You pop into the nursery and a stunning new cultivar whispers, “Psst! Take me home?”
Immediately, you hear that little voice in your head saying, “Never buy just one of anything.” But there you stand, plant in hand, feeling the familiar symptoms of one-of-each-itis. You know that these impulsive splurges are precisely the reason your garden is a messy hodgepodge of cool plants. But the temptation is too much. You buy it anyway.
If this scenario sounds familiar, you’re not alone. Most gardeners have an occasional moment of weakness. But if you’ve come to accept that you’ll always shop like a plant collector, I have some good news: You can create the illusion of planting en masse by simply grouping plants with a common trait. Look at your existing garden and identify which shapes, textures, and colors tempt you most. Perhaps you’re a big fan of burgundy and a sucker for spiky foliage. Designating areas in your garden for these favorite traits lets you have the best of both worlds. Your plantings will look orderly and intentional, yet you can still pick up a plant when the urge strikes or become a foster parent for a neighbor’s cast-off lilyturf.
Once you’ve selected the traits that you want to plant en masse, the next step is making those groupings fit together. To help you do just that, here’s some design advice for three common types of plantaholics.
Crazy for color
If your weakness is dramatic color, watch out for clashing combos. Keeping soft pastels and saturated hues in separate groupings can help prevent unsightly collisions. Sandwiching a mass of warm hues between cool and neutral colors lets all parties look their best.
You may have noticed that garden centers strive to have something flowering each time you walk through their gates. Spreading your shopping forays throughout the growing season is one way to ensure your plant palette always has something in bloom. And because it doesn’t make sense to put on a big show and hide it from view, situate your colorful combos front and center, near a patio or outside a picture window.
Falls for foliage
For some gardeners, there’s nothing more satisfying than the interplay of bold, beautiful leaves. Broad-leaved plants, with their sturdy texture, have a dense visual weight; I like using them at the ends of a bed to anchor a composition. Also, consider pairing ferns and spiky plants to heighten the impact of their upright lines.
If you favor boxy beds, such as this one, don’t automatically impose a naturalistic planting scheme; embrace the rectangle, and organize your plants into blocks that echo the bed’s geometric shape.
What if I flip for a flower that doesn’t fit a theme?
It’s going to happen. A plant that doesn’t match any of your groups somehow “appears” in your shopping cart and finds its way through the garden gate. What to do?
- Make it feel at home. Start a container garden with a new minitheme combination, or bite the bullet and buy multiples.

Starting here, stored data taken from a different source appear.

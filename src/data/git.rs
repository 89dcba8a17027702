//! One-shot bootstrap of the data root from a remote git repository.

use std::path::Path;
use std::process::{Output, Stdio};
use std::sync::Arc;
use std::time::Duration;

use async_trait::async_trait;
use thiserror::Error;
use tokio::process::Command;
use tracing::{error, info, warn};

use super::DataDirectory;

#[derive(Debug, Error)]
pub enum GitError {
    #[error("Data repo is already set up")]
    AlreadyInitialized,

    #[error("Failed to clone repository: {0}")]
    CloneFailed(String),

    #[error("The repo directory is non-empty, but does not contain portfolio data")]
    InvalidRepositoryContent,

    #[error("Failed to initialize repository: {0}")]
    InitFailed(String),

    #[error("IO error while preparing the data directory: {0}")]
    Io(#[from] std::io::Error),
}

/// External collaborator that materializes a git repository on disk
#[async_trait]
pub trait RepoCloner: Send + Sync {
    /// Clone `url` into `dest`, checking out `branch` or the remote default.
    /// Errors carry a human-readable message.
    async fn clone_repo(&self, url: &str, branch: Option<&str>, dest: &Path) -> Result<(), String>;

    /// Create a fresh, empty repository at `dest`
    async fn init_repo(&self, dest: &Path) -> Result<(), String>;
}

/// [`RepoCloner`] backed by the `git` executable
#[derive(Debug, Clone, Default)]
pub struct GitCli {
    timeout: Option<Duration>,
}

impl GitCli {
    pub fn new(timeout: Option<Duration>) -> Self {
        Self { timeout }
    }

    async fn run(&self, command: &mut Command) -> Result<Output, String> {
        command
            .stdin(Stdio::null())
            .stdout(Stdio::piped())
            .stderr(Stdio::piped())
            // Never block on an interactive credential prompt
            .env("GIT_TERMINAL_PROMPT", "0")
            .kill_on_drop(true);

        let output = match self.timeout {
            Some(limit) => tokio::time::timeout(limit, command.output())
                .await
                .map_err(|_| format!("git timed out after {:?}", limit))?,
            None => command.output().await,
        }
        .map_err(|e| format!("Failed to execute git: {}", e))?;

        if output.status.success() {
            Ok(output)
        } else {
            let stderr = String::from_utf8_lossy(&output.stderr);
            Err(stderr.trim().to_string())
        }
    }
}

#[async_trait]
impl RepoCloner for GitCli {
    async fn clone_repo(&self, url: &str, branch: Option<&str>, dest: &Path) -> Result<(), String> {
        let mut command = Command::new("git");
        command.arg("clone");
        if let Some(branch) = branch {
            command.args(["--branch", branch]);
        }
        command.arg("--").arg(url).arg(dest);
        self.run(&mut command).await.map(|_| ())
    }

    async fn init_repo(&self, dest: &Path) -> Result<(), String> {
        let mut command = Command::new("git");
        command.arg("init").arg(dest);
        self.run(&mut command).await.map(|_| ())
    }
}

/// Turns a remote repository into the authoritative data root
#[derive(Clone)]
pub struct GitBootstrap {
    dir: DataDirectory,
    cloner: Arc<dyn RepoCloner>,
}

impl GitBootstrap {
    pub fn new(dir: DataDirectory, cloner: Arc<dyn RepoCloner>) -> Self {
        Self { dir, cloner }
    }

    pub fn data_dir(&self) -> &DataDirectory {
        &self.dir
    }

    /// Clone `url` into the data root.
    ///
    /// Only allowed while the root is uninitialized. If the clone has any
    /// content besides `.git`, it must contain recognizable portfolio data;
    /// otherwise the whole root is removed again before failing.
    pub async fn setup(&self, url: &str, branch: Option<&str>) -> Result<(), GitError> {
        if self.dir.is_initialized().await {
            return Err(GitError::AlreadyInitialized);
        }

        let root_existed = tokio::fs::try_exists(self.dir.root()).await?;

        info!("Cloning data repo from {} (branch {:?})", url, branch);
        if let Err(message) = self.cloner.clone_repo(url, branch, self.dir.root()).await {
            error!("Failed to clone data repo: {}", message);
            // Partial clones are removed, a pre-existing root is left alone
            if !root_existed && tokio::fs::try_exists(self.dir.root()).await.unwrap_or(false) {
                self.rollback().await;
            }
            return Err(GitError::CloneFailed(message));
        }

        // Empty repos are fine, they only contain `.git`
        let has_content = match self.dir.has_entries_besides_git().await {
            Ok(has_content) => has_content,
            Err(e) => {
                self.rollback().await;
                return Err(GitError::CloneFailed(e.to_string()));
            }
        };
        if has_content && !self.dir.contains_data().await {
            warn!("Cloned repo does not contain portfolio data, removing it");
            self.rollback().await;
            return Err(GitError::InvalidRepositoryContent);
        }

        info!("Data repo set up at {:?}", self.dir.root());
        Ok(())
    }

    /// Initialize an empty repository as the data root
    pub async fn init_empty(&self) -> Result<(), GitError> {
        if self.dir.is_initialized().await {
            return Err(GitError::AlreadyInitialized);
        }
        self.cloner
            .init_repo(self.dir.root())
            .await
            .map_err(GitError::InitFailed)?;
        info!("Initialized empty data repo at {:?}", self.dir.root());
        Ok(())
    }

    async fn rollback(&self) {
        if let Err(e) = tokio::fs::remove_dir_all(self.dir.root()).await {
            error!("Failed to remove {:?} during rollback: {}", self.dir.root(), e);
        }
    }
}
//! Login, logout and credential management for the administrator.

use std::sync::Arc;
use std::time::Duration;

use rand::Rng;
use serde::Serialize;
use tokio::sync::Mutex;
use tracing::{info, warn};

use super::store::{AuthConfig, AuthState, AuthStore};
use super::tokens::TokenStore;
use super::{generate_password, validate_password_strength, AuthError};
use crate::data::{DataDirectory, GitBootstrap, GitError};

/// Username given to the administrator on first run
pub const DEFAULT_USERNAME: &str = "admin";
const GENERATED_PASSWORD_LENGTH: usize = 20;

const BAD_CREDENTIALS: &str = "The username or password is incorrect";
const BAD_TOKEN: &str = "A valid token is required";
const BAD_PASSWORD: &str = "The password is incorrect";

#[derive(Debug, Clone)]
pub struct AuthSettings {
    /// Upper bound of the random delay added to failed logins
    pub fail_jitter: Duration,
    pub min_password_length: usize,
}

/// Credentials handed out once when the server is first set up
#[derive(Debug, Clone, Serialize)]
pub struct FirstRunCredentials {
    pub username: String,
    pub password: String,
    pub token: String,
}

pub struct AuthService {
    store: AuthStore,
    tokens: Arc<TokenStore>,
    bootstrap: GitBootstrap,
    data: DataDirectory,
    settings: AuthSettings,
    first_run_lock: Mutex<()>,
}

impl AuthService {
    pub fn new(
        store: AuthStore,
        tokens: Arc<TokenStore>,
        bootstrap: GitBootstrap,
        settings: AuthSettings,
    ) -> Self {
        let data = bootstrap.data_dir().clone();
        Self {
            store,
            tokens,
            bootstrap,
            data,
            settings,
            first_run_lock: Mutex::new(()),
        }
    }

    /// Set up the data root (cloning `repo_url`, or starting an empty
    /// repository) and provision fresh administrator credentials.
    ///
    /// A root that was already set up through [`GitBootstrap::setup`] but
    /// never received credentials is kept as is and only gets provisioned.
    /// Any previously issued tokens are revoked.
    pub async fn first_run(
        &self,
        repo_url: Option<&str>,
        branch: Option<&str>,
    ) -> Result<FirstRunCredentials, AuthError> {
        let _guard = self.first_run_lock.lock().await;

        if self.data.is_initialized().await {
            if self.store.read().await? != AuthState::NotConfigured {
                return Err(GitError::AlreadyInitialized.into());
            }
            info!("Data root already set up, provisioning credentials only");
        } else {
            match repo_url {
                Some(url) => self.bootstrap.setup(url, branch).await?,
                None => self.bootstrap.init_empty().await?,
            }
        }

        let password = generate_password(GENERATED_PASSWORD_LENGTH);
        self.store.provision(DEFAULT_USERNAME, &password).await?;
        self.tokens.revoke_all().await;
        let token = self.tokens.issue().await;

        Ok(FirstRunCredentials {
            username: DEFAULT_USERNAME.to_string(),
            password,
            token,
        })
    }

    /// Exchange the administrator's credentials for a token.
    ///
    /// Failures wait out a random delay that was started before the
    /// credentials were compared, so response latency does not reveal which
    /// part of the comparison failed.
    pub async fn login(&self, username: &str, password: &str) -> Result<String, AuthError> {
        let config = self.enabled_config().await?;

        let fail_timer = tokio::time::sleep(self.random_fail_delay());

        let username_matches = username == config.username;
        let password_matches = config.password.verify(password);
        if !(username_matches && password_matches) {
            fail_timer.await;
            warn!("Rejected login attempt");
            return Err(AuthError::Unauthorized(BAD_CREDENTIALS));
        }

        info!("Administrator logged in");
        Ok(self.tokens.issue().await)
    }

    /// Invalidate `token`. Unknown tokens are ignored.
    pub async fn logout(&self, token: &str) {
        if self.tokens.revoke(token).await {
            info!("Administrator logged out");
        }
    }

    pub async fn change_credentials(
        &self,
        token: &str,
        new_username: &str,
        old_password: &str,
        new_password: &str,
    ) -> Result<(), AuthError> {
        self.require_token(token).await?;
        let config = self.enabled_config().await?;

        if !config.password.verify(old_password) {
            return Err(AuthError::Forbidden(BAD_PASSWORD));
        }
        if new_username.trim().is_empty() {
            return Err(AuthError::InvalidInput("Username must not be empty".to_string()));
        }
        validate_password_strength(new_password, self.settings.min_password_length)?;

        self.store.set_credentials(new_username, new_password).await?;
        info!("Administrator credentials changed");
        Ok(())
    }

    /// Invalidate every outstanding token, including the caller's
    pub async fn revoke_all(&self, token: &str) -> Result<(), AuthError> {
        self.require_token(token).await?;
        let count = self.tokens.revoke_all().await;
        info!("Revoked {} tokens", count);
        Ok(())
    }

    /// Turn logins off permanently and invalidate every token
    pub async fn disable(&self, token: &str, password: &str) -> Result<(), AuthError> {
        self.require_token(token).await?;
        let config = self.enabled_config().await?;

        if !config.password.verify(password) {
            return Err(AuthError::Forbidden(BAD_PASSWORD));
        }

        self.store.disable().await?;
        self.tokens.revoke_all().await;
        Ok(())
    }

    pub async fn require_token(&self, token: &str) -> Result<(), AuthError> {
        if self.tokens.is_valid(token).await {
            Ok(())
        } else {
            Err(AuthError::Unauthorized(BAD_TOKEN))
        }
    }

    async fn enabled_config(&self) -> Result<AuthConfig, AuthError> {
        if !self.data.is_initialized().await {
            return Err(AuthError::ServerNotInitialized);
        }
        match self.store.read().await? {
            AuthState::Enabled(config) => Ok(config),
            AuthState::Disabled => Err(AuthError::AuthDisabled),
            AuthState::NotConfigured => Err(AuthError::ServerNotInitialized),
        }
    }

    fn random_fail_delay(&self) -> Duration {
        let max = self.settings.fail_jitter.as_micros() as u64;
        if max == 0 {
            return Duration::ZERO;
        }
        Duration::from_micros(rand::rng().random_range(0..max))
    }
}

- Hit the restart button. Trade out a theme you’ve tired of, and follow your new passion. Tastes change; gardens evolve.
- Anticipate a relapse. Create a bed out of sight from the more orderly areas. It will be your secret.
- Put it up for adoption. Give your new love to a neighbor, but insist on visiting privileges.
Wants it all
If your taste in plants is especially eclectic, beware of the visual confusion that comes from mixing too many dissimilar themes. Balance is the key. In this planting plan, wispy grasses back up fine-leaved foliage, and masses of dark foliage team up with shockingly bright plants. Placing delicate beside delicate and dark beside light are two no-fail combos that harmonize beautifully.
Should your latest nursery purchase exhibit more than one favorite trait, all the better. ‘Burgundy Giant’ fountain grass (Pennisetum ‘Burgundy Giant’, USDA Hardiness Zones 9–11), for instance, would look equally at home in this burgundy group as it would in the patch of tall grasses.